• EXERCISE DATA:
/// Procedural gear geometry
///
/// A gear is a toothed wheel extruded along Z and stored as a single run of
/// triangle strips. Independent strips are joined with degenerate restart
/// vertices so the whole solid can be drawn with one strip draw call.
use nalgebra::{Point2, Point3, Vector3};
use std::f32::consts::PI;

use crate::error::{GearError, GearResult};

/// Vertices emitted for the first tooth of a gear.
pub const VERTICES_PER_TOOTH: usize = 46;

/// Floats per vertex in the exported buffer (position then normal).
pub const GEAR_VERTEX_STRIDE: usize = 6;

/// A 3D vertex with position and normal
#[derive(Debug, Clone, Copy, PartialEq)]
pub struct Vertex {
    pub position: Point3<f32>,
    pub normal: Vector3<f32>,
}

impl Vertex {
    pub fn new(x: f32, y: f32, z: f32, nx: f32, ny: f32, nz: f32) -> Self {
        Self {
            position: Point3::new(x, y, z),
            normal: Vector3::new(nx, ny, nz),
        }
    }

    /// The six floats a vertex buffer expects: x, y, z, nx, ny, nz.
    pub fn to_array(&self) -> [f32; GEAR_VERTEX_STRIDE] {
        [
            self.position.x,
            self.position.y,
            self.position.z,
            self.normal.x,
            self.normal.y,
            self.normal.z,
        ]
    }
}

/// A triangle face defined by three vertices
#[derive(Debug, Clone)]
pub struct Triangle {
    pub vertices: [Vertex; 3],
}

impl Triangle {
    pub fn new(v0: Vertex, v1: Vertex, v2: Vertex) -> Self {
        Self {
            vertices: [v0, v1, v2],
        }
    }

    /// Twice the area of the triangle; zero for the restart triangles.
    pub fn doubled_area(&self) -> f32 {
        let v0 = self.vertices[0].position;
        let v1 = self.vertices[1].position;
        let v2 = self.vertices[2].position;

        (v1 - v0).cross(&(v2 - v0)).norm()
    }

    pub fn is_degenerate(&self) -> bool {
        self.doubled_area() <= f32::EPSILON
    }
}

/// Geometric parameters of a gear.
#[derive(Debug, Clone, Copy, PartialEq)]
pub struct GearSpec {
    /// Radius of the hole at the center
    pub inner_radius: f32,
    /// Radius at the center of the teeth
    pub outer_radius: f32,
    /// Extrusion depth along Z; faces sit at `±width / 2`
    pub width: f32,
    pub teeth: u32,
    pub tooth_depth: f32,
}

impl GearSpec {
    pub fn new(inner_radius: f32, outer_radius: f32, width: f32, teeth: u32, tooth_depth: f32) -> Self {
        Self {
            inner_radius,
            outer_radius,
            width,
            teeth,
            tooth_depth,
        }
    }

    /// Exact number of vertices `build` produces for this tooth count.
    ///
    /// Every tooth after the first carries two extra restart vertices.
    pub fn vertex_count(&self) -> usize {
        match self.teeth {
            0 => 0,
            teeth => VERTICES_PER_TOOTH + (VERTICES_PER_TOOTH + 2) * (teeth as usize - 1),
        }
    }

    fn validate(&self) -> GearResult<()> {
        if self.teeth == 0 {
            return Err(GearError::InvalidToothCount(self.teeth));
        }

        // Degenerate sizes still yield a well-formed mesh
        let dimensions = [
            ("inner_radius", self.inner_radius),
            ("outer_radius", self.outer_radius),
            ("width", self.width),
            ("tooth_depth", self.tooth_depth),
        ];
        for (name, value) in dimensions {
            if !value.is_finite() {
                return Err(GearError::InvalidDimensions { name, value });
            }
        }

        Ok(())
    }

    pub fn build(&self) -> GearResult<GearMesh> {
        build_gear(
            self.inner_radius,
            self.outer_radius,
            self.width,
            self.teeth,
            self.tooth_depth,
        )
    }
}

/// An immutable gear solid stored as concatenated triangle strips.
///
/// Vertex order is load-bearing: it encodes the strip topology and the
/// restart boundaries between strips.
#[derive(Debug, Clone)]
pub struct GearMesh {
    spec: GearSpec,
    vertices: Vec<Vertex>,
}

impl GearMesh {
    pub fn spec(&self) -> &GearSpec {
        &self.spec
    }

    pub fn vertices(&self) -> &[Vertex] {
        &self.vertices
    }

    pub fn vertex_count(&self) -> usize {
        self.vertices.len()
    }

    /// Flattened vertex data, `GEAR_VERTEX_STRIDE` floats per vertex.
    pub fn vertex_buffer(&self) -> Vec<f32> {
        self.vertices.iter().flat_map(|v| v.to_array()).collect()
    }

    /// Expand the strip into triangles with consistent winding.
    ///
    /// Odd triangles of a strip have their first two vertices swapped, and
    /// the zero-area triangles produced by restart vertices are skipped.
    pub fn triangles(&self) -> impl Iterator<Item = Triangle> + '_ {
        self.vertices
            .windows(3)
            .enumerate()
            .map(|(i, w)| {
                if i % 2 == 0 {
                    Triangle::new(w[0], w[1], w[2])
                } else {
                    Triangle::new(w[1], w[0], w[2])
                }
            })
            .filter(|triangle| !triangle.is_degenerate())
    }
}

/// Cursor over a vertex buffer that emits independent strips.
///
/// Every strip except the first reserves two slots at its start; closing the
/// strip fills them with the last vertex of the previous strip and the first
/// vertex of the current one.
#[derive(Debug)]
pub struct StripWriter {
    vertices: Vec<Vertex>,
    strip_start: usize,
    normal: Vector3<f32>,
    half_width: f32,
}

impl StripWriter {
    pub fn new(width: f32, capacity: usize) -> Self {
        Self {
            vertices: Vec::with_capacity(capacity),
            strip_start: 0,
            normal: Vector3::zeros(),
            half_width: width * 0.5,
        }
    }

    /// Number of vertices written so far, restart slots included.
    pub fn len(&self) -> usize {
        self.vertices.len()
    }

    pub fn is_empty(&self) -> bool {
        self.vertices.is_empty()
    }

    pub fn start_strip(&mut self) {
        self.strip_start = self.vertices.len();
        if self.strip_start != 0 {
            let placeholder = Vertex::new(0.0, 0.0, 0.0, 0.0, 0.0, 0.0);
            self.vertices.push(placeholder);
            self.vertices.push(placeholder);
        }
    }

    pub fn end_strip(&mut self) {
        let start = self.strip_start;
        if start == 0 {
            return;
        }
        debug_assert!(
            self.vertices.len() > start + 2,
            "strip closed without emitting a vertex"
        );
        if let (Some(&previous), Some(&first)) =
            (self.vertices.get(start - 1), self.vertices.get(start + 2))
        {
            self.vertices[start] = previous;
            self.vertices[start + 1] = first;
        }
    }

    /// Normal carried by every vertex emitted until the next call.
    pub fn set_normal(&mut self, x: f32, y: f32, z: f32) {
        self.normal = Vector3::new(x, y, z);
    }

    /// Emit a profile point on the front (`sign = 1`) or back (`sign = -1`) face.
    pub fn emit_vertex(&mut self, point: Point2<f32>, sign: f32) {
        self.vertices.push(Vertex {
            position: Point3::new(point.x, point.y, sign * self.half_width),
            normal: self.normal,
        });
    }

    /// Emit a side quad between two profile points with the edge's 2D normal.
    pub fn emit_quad(&mut self, p1: Point2<f32>, p2: Point2<f32>) {
        self.set_normal(p1.y - p2.y, -(p1.x - p2.x), 0.0);
        self.emit_vertex(p1, -1.0);
        self.emit_vertex(p1, 1.0);
        self.emit_vertex(p2, -1.0);
        self.emit_vertex(p2, 1.0);
    }

    pub fn finish(self) -> Vec<Vertex> {
        self.vertices
    }
}

/// The seven profile points of one tooth.
///
/// Indices: 0/1 tip, 2/3 base circle at the tooth flanks, 4 root at the
/// sector start, 5 base circle at the sector end, 6 root at the sector end.
fn tooth_profile(r0: f32, r1: f32, r2: f32, sin: &[f32; 5], cos: &[f32; 5]) -> [Point2<f32>; 7] {
    let point = |r: f32, k: usize| Point2::new(r * cos[k], r * sin[k]);
    [
        point(r2, 1),
        point(r2, 2),
        point(r1, 0),
        point(r1, 3),
        point(r0, 0),
        point(r1, 4),
        point(r0, 4),
    ]
}

/// Create a gear wheel.
///
/// `inner_radius` is the radius of the hole at the center, `outer_radius` the
/// radius at the center of the teeth, `width` the extrusion depth and
/// `tooth_depth` the radial height of a tooth.
pub fn build_gear(
    inner_radius: f32,
    outer_radius: f32,
    width: f32,
    teeth: u32,
    tooth_depth: f32,
) -> GearResult<GearMesh> {
    let spec = GearSpec::new(inner_radius, outer_radius, width, teeth, tooth_depth);
    spec.validate()?;

    let r0 = inner_radius;
    let r1 = outer_radius - tooth_depth / 2.0;
    let r2 = outer_radius + tooth_depth / 2.0;

    let sector = 2.0 * PI / teeth as f32;
    let da = sector / 4.0;

    let expected = spec.vertex_count();
    let mut writer = StripWriter::new(width, expected);

    for i in 0..teeth {
        let base = i as f32 * sector;
        let mut sin = [0.0; 5];
        let mut cos = [0.0; 5];
        for k in 0..5 {
            let (s, c) = (base + da * k as f32).sin_cos();
            sin[k] = s;
            cos[k] = c;
        }

        let p = tooth_profile(r0, r1, r2, &sin, &cos);

        // Front face
        writer.start_strip();
        writer.set_normal(0.0, 0.0, 1.0);
        for point in p {
            writer.emit_vertex(point, 1.0);
        }
        writer.end_strip();

        // Back face
        writer.start_strip();
        writer.set_normal(0.0, 0.0, -1.0);
        for point in p {
            writer.emit_vertex(point, -1.0);
        }
        writer.end_strip();

        // Outer face, one quad per profile edge
        for (a, b) in [(0, 2), (1, 0), (3, 1), (5, 3)] {
            writer.start_strip();
            writer.emit_quad(p[a], p[b]);
            writer.end_strip();
        }

        // Inner face
        writer.start_strip();
        writer.set_normal(-cos[0], -sin[0], 0.0);
        writer.emit_vertex(p[4], -1.0);
        writer.emit_vertex(p[4], 1.0);
        writer.set_normal(-cos[4], -sin[4], 0.0);
        writer.emit_vertex(p[6], -1.0);
        writer.emit_vertex(p[6], 1.0);
        writer.end_strip();
    }

    debug_assert_eq!(writer.len(), expected, "gear vertex count mismatch");
    log::debug!("built gear with {} teeth: {} vertices", teeth, writer.len());

    Ok(GearMesh {
        spec,
        vertices: writer.finish(),
    })
}

#[cfg(test)]
mod tests {
    use super::*;

    fn gear1() -> GearMesh {
        build_gear(1.0, 4.0, 1.0, 20, 0.7).unwrap()
    }

    #[test]
    fn test_vertex_count_formula() {
        for teeth in [1u32, 2, 3, 10, 20, 100] {
            let mesh = build_gear(1.0, 4.0, 1.0, teeth, 0.7).unwrap();
            assert_eq!(mesh.vertex_count(), 46 + 48 * (teeth as usize - 1));
            assert_eq!(mesh.vertex_count(), mesh.spec().vertex_count());
        }
    }

    #[test]
    fn test_first_vertex_is_front_face() {
        let mesh = gear1();
        assert_eq!(mesh.vertex_count(), 958);

        let first = mesh.vertices()[0];
        assert_eq!(first.position.z, 0.5);
        assert_eq!(first.normal, Vector3::new(0.0, 0.0, 1.0));
    }

    #[test]
    fn test_zero_teeth_rejected() {
        let result = build_gear(1.0, 4.0, 1.0, 0, 0.7);
        assert_eq!(result.unwrap_err(), GearError::InvalidToothCount(0));
    }

    #[test]
    fn test_bad_dimensions_rejected() {
        assert!(matches!(
            build_gear(1.0, f32::NAN, 1.0, 10, 0.7),
            Err(GearError::InvalidDimensions { name: "outer_radius", .. })
        ));
        assert!(matches!(
            build_gear(1.0, 4.0, f32::INFINITY, 10, 0.7),
            Err(GearError::InvalidDimensions { name: "width", .. })
        ));
    }

    #[test]
    fn test_zero_width_gear_is_flat() {
        let mesh = build_gear(1.0, 4.0, 0.0, 20, 0.7).unwrap();
        assert_eq!(mesh.vertex_count(), 958);
        assert!(mesh.vertices().iter().all(|v| v.position.z == 0.0));
    }

    #[test]
    fn test_vertices_lie_on_faces() {
        let mesh = build_gear(0.5, 2.0, 2.0, 10, 0.7).unwrap();
        for v in mesh.vertices() {
            assert!((v.position.z.abs() - 1.0).abs() < 1e-6);
        }
    }

    #[test]
    fn test_face_normals_are_unit() {
        let mesh = gear1();
        for v in mesh.vertices() {
            if v.normal.x == 0.0 && v.normal.y == 0.0 {
                assert!((v.normal.norm() - 1.0).abs() < 1e-5);
                // Front/back face normals agree with the face the vertex sits on
                assert_eq!(v.normal.z.signum(), v.position.z.signum());
            }
        }
    }

    #[test]
    fn test_side_normals_point_outward() {
        let mesh = build_gear(1.0, 4.0, 1.0, 20, 0.7).unwrap();
        let inner = mesh.spec().inner_radius;

        for v in mesh.vertices() {
            if v.normal.z != 0.0 {
                continue;
            }
            let radial = Vector3::new(v.position.x, v.position.y, 0.0);
            let on_hole = (radial.norm() - inner).abs() < 1e-4;
            let facing = v.normal.dot(&radial);
            if on_hole {
                // The hole wall faces the axis
                assert!(facing < 0.0, "inner normal {:?} at {:?}", v.normal, v.position);
            } else {
                assert!(facing > 0.0, "outer normal {:?} at {:?}", v.normal, v.position);
            }
        }
    }

    #[test]
    fn test_restart_vertices_duplicate_neighbours() {
        let mesh = build_gear(1.0, 4.0, 1.0, 3, 0.7).unwrap();
        let v = mesh.vertices();

        // Second strip (back face) starts right after the 7 front vertices
        assert_eq!(v[7], v[6]);
        assert_eq!(v[8], v[9]);
        assert_eq!(v[9].normal, Vector3::new(0.0, 0.0, -1.0));

        // The second tooth also opens with a restart pair
        let second_tooth = VERTICES_PER_TOOTH;
        assert_eq!(v[second_tooth], v[second_tooth - 1]);
        assert_eq!(v[second_tooth + 1], v[second_tooth + 2]);
    }

    #[test]
    fn test_strip_writer_first_strip_has_no_restart() {
        let mut writer = StripWriter::new(2.0, 8);
        writer.start_strip();
        writer.set_normal(0.0, 0.0, 1.0);
        writer.emit_vertex(Point2::new(1.0, 0.0), 1.0);
        writer.emit_vertex(Point2::new(0.0, 1.0), 1.0);
        writer.end_strip();
        assert_eq!(writer.len(), 2);

        writer.start_strip();
        writer.emit_quad(Point2::new(1.0, 0.0), Point2::new(0.0, 1.0));
        writer.end_strip();

        let vertices = writer.finish();
        assert_eq!(vertices.len(), 8);
        assert_eq!(vertices[2], vertices[1]);
        assert_eq!(vertices[3], vertices[4]);
        assert_eq!(vertices[4].position.z, -1.0);
        assert_eq!(vertices[5].position.z, 1.0);
    }

    #[test]
    fn test_vertex_buffer_layout() {
        let mesh = gear1();
        let buffer = mesh.vertex_buffer();
        assert_eq!(buffer.len(), mesh.vertex_count() * GEAR_VERTEX_STRIDE);
        assert_eq!(&buffer[..6], &mesh.vertices()[0].to_array());
    }

    #[test]
    fn test_triangles_skip_restarts() {
        let mesh = build_gear(1.0, 4.0, 1.0, 3, 0.7).unwrap();
        let triangles: Vec<_> = mesh.triangles().collect();

        // 5 + 5 triangles per face strip, 2 per quad, 2 for the inner wall
        assert_eq!(triangles.len(), 3 * (5 + 5 + 4 * 2 + 2));
        assert!(triangles.iter().all(|t| !t.is_degenerate()));
    }
}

• EXERCISE DIRECTIONS: Each line of the entries where the string "strips" occurs should be shown.

• WRITTEN REPLY:
/// triangle strips. Independent strips are joined with degenerate restart
/// An immutable gear solid stored as concatenated triangle strips.
/// restart boundaries between strips.
/// Cursor over a vertex buffer that emits independent strips.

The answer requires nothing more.